Restate each of the lines given below, word for word.

Records to use below:

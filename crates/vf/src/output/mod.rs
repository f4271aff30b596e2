//! Output formatting utilities for the vf CLI.
//!
//! This module provides functions for formatting data as text or JSON.
//! It is organized into submodules by what is being shown:
//!
//! - [`ast`] - Parsed filters (tree view, JSON)
//! - [`tokens`] - Token streams (table, JSON)
//! - [`diagnostics`] - Filter error reports

mod ast;
mod diagnostics;
mod tokens;

pub use ast::{format_ast_json, format_ast_tree};
pub use diagnostics::format_diagnostic;
pub use tokens::{format_tokens_json, format_tokens_table};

End of Records to use.

Output for this exercise:
filename crates/vf/src/output/mod.rs
repository f4271aff30b596e2
//! Output formatting utilities for the vf CLI.
//!
//! This module provides functions for formatting data as text or JSON.
//! It is organized into submodules by what is being shown:
//!
//! - [`ast`] - Parsed filters (tree view, JSON)
//! - [`tokens`] - Token streams (table, JSON)
//! - [`diagnostics`] - Filter error reports

mod ast;
mod diagnostics;
mod tokens;

pub use ast::{format_ast_json, format_ast_tree};
pub use diagnostics::format_diagnostic;
pub use tokens::{format_tokens_json, format_tokens_table};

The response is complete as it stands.